### TO DO
Only one stretch of the data below is wanted: the lines from the one with "memory-mapped hash lists." through the one with "use std::io::Write;", repeated exactly.

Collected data
[Start of section]

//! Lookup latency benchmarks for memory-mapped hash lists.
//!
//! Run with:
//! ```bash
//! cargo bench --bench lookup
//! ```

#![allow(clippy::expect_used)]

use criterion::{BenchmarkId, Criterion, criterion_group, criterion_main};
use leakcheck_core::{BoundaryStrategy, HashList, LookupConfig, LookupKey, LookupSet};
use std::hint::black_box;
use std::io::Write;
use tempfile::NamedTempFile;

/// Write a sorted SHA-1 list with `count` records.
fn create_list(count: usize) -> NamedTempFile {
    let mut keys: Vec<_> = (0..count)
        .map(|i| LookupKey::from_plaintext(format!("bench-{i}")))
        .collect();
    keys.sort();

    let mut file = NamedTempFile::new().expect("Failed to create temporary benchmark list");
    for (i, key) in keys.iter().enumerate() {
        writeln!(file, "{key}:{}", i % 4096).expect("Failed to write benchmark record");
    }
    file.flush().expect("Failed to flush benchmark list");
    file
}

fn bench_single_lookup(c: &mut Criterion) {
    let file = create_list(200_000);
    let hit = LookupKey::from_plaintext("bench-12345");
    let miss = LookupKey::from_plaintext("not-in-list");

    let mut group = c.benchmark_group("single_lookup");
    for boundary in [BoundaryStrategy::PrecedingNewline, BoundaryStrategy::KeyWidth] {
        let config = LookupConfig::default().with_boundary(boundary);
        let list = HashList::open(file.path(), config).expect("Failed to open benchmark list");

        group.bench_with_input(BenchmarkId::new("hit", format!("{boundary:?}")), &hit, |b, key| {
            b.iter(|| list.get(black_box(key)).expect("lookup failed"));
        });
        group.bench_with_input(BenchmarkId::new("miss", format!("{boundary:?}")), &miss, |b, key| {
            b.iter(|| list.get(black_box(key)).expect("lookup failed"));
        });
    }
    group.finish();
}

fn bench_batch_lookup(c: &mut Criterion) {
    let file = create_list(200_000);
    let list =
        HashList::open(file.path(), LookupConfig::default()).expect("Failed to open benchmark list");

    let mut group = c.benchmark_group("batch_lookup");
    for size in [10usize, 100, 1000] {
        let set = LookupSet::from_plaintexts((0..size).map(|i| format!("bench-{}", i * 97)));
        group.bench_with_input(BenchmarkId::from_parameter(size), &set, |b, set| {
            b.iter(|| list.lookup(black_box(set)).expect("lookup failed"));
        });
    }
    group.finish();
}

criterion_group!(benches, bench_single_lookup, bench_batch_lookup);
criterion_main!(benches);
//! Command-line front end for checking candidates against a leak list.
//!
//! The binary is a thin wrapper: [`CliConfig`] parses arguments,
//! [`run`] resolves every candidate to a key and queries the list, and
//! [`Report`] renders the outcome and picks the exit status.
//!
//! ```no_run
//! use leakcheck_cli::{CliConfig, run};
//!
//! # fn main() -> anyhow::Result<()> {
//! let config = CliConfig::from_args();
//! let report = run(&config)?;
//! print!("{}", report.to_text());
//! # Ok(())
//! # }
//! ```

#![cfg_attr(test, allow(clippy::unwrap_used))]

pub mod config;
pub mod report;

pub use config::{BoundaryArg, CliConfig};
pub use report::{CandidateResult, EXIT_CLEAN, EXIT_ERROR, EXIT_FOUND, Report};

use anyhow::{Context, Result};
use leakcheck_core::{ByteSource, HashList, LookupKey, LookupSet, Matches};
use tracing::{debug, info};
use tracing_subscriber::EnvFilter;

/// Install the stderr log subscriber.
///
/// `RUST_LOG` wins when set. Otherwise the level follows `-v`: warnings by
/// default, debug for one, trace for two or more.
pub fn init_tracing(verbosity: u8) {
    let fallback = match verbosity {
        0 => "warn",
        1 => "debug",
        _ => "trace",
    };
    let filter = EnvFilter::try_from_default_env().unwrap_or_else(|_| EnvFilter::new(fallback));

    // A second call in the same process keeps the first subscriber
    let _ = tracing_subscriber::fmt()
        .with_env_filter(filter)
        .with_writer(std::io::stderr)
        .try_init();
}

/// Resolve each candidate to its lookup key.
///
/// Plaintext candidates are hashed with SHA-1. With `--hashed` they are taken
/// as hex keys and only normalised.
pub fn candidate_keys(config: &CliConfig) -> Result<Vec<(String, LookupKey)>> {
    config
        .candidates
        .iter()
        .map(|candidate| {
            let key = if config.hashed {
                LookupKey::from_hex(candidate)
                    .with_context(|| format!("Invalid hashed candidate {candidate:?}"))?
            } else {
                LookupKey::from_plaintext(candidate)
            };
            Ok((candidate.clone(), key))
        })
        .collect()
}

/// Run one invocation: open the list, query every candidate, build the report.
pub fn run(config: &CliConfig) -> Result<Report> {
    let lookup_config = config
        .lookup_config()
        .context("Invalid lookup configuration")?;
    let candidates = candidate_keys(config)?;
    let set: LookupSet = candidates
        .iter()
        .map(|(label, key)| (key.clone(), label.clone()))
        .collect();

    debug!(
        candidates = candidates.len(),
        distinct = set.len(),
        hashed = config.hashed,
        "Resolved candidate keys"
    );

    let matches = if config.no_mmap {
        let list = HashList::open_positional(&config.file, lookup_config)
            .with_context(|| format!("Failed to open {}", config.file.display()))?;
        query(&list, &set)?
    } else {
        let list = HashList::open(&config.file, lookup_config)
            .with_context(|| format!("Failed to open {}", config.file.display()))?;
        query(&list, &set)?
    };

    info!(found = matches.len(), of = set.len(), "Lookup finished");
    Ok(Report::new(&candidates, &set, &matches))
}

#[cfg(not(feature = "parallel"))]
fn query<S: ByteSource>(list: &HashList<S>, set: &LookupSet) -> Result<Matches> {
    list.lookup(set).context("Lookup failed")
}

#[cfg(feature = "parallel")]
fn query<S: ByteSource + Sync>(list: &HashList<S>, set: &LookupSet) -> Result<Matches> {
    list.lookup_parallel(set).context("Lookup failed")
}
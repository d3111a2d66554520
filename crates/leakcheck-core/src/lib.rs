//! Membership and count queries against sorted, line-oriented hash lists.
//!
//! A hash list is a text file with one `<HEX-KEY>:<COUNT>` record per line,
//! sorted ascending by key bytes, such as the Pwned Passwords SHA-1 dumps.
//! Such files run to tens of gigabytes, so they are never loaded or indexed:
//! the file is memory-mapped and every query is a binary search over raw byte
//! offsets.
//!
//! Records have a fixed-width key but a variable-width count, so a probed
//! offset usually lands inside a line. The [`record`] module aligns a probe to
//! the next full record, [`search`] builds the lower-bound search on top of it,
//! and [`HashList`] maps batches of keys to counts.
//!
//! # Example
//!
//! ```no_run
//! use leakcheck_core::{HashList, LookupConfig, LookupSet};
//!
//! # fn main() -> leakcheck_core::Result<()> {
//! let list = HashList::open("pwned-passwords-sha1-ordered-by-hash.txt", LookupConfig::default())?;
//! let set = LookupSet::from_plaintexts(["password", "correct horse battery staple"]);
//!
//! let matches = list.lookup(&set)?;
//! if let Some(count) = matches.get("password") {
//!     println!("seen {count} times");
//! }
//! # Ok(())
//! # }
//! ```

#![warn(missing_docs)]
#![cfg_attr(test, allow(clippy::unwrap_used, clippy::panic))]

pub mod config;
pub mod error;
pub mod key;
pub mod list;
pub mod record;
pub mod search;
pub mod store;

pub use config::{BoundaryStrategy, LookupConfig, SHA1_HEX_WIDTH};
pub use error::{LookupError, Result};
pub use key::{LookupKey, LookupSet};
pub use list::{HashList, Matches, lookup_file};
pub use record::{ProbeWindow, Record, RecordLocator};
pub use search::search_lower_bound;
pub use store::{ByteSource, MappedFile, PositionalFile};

[End of section]
[Start of section]

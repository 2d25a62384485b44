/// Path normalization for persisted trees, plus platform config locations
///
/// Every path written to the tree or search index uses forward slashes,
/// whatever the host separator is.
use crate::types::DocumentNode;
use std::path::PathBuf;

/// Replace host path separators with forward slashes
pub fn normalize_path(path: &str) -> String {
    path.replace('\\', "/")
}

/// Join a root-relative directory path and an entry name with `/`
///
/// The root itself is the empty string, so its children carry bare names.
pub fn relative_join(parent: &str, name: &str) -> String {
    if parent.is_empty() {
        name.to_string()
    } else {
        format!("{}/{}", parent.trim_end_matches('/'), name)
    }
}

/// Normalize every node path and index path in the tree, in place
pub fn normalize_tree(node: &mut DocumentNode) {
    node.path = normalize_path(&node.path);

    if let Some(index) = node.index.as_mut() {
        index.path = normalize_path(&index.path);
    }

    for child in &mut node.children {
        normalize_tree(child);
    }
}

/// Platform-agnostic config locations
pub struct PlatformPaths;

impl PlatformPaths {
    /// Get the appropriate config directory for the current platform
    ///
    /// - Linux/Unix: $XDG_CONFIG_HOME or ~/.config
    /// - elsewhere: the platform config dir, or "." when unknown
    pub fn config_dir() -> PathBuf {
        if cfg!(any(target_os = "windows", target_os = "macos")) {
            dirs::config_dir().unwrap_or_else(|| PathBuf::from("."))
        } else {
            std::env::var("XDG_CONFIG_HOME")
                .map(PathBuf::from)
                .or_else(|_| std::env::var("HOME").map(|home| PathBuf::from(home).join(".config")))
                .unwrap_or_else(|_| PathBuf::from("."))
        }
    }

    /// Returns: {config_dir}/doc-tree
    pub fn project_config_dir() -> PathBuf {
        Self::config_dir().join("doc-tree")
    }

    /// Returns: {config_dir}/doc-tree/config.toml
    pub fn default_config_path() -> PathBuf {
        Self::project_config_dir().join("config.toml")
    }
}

[End of section]

### EXERCISE RESPONSE
//! Lookup latency benchmarks for memory-mapped hash lists.
//!
//! Run with:
//! ```bash
//! cargo bench --bench lookup
//! ```

#![allow(clippy::expect_used)]

use criterion::{BenchmarkId, Criterion, criterion_group, criterion_main};
use leakcheck_core::{BoundaryStrategy, HashList, LookupConfig, LookupKey, LookupSet};
use std::hint::black_box;
use std::io::Write;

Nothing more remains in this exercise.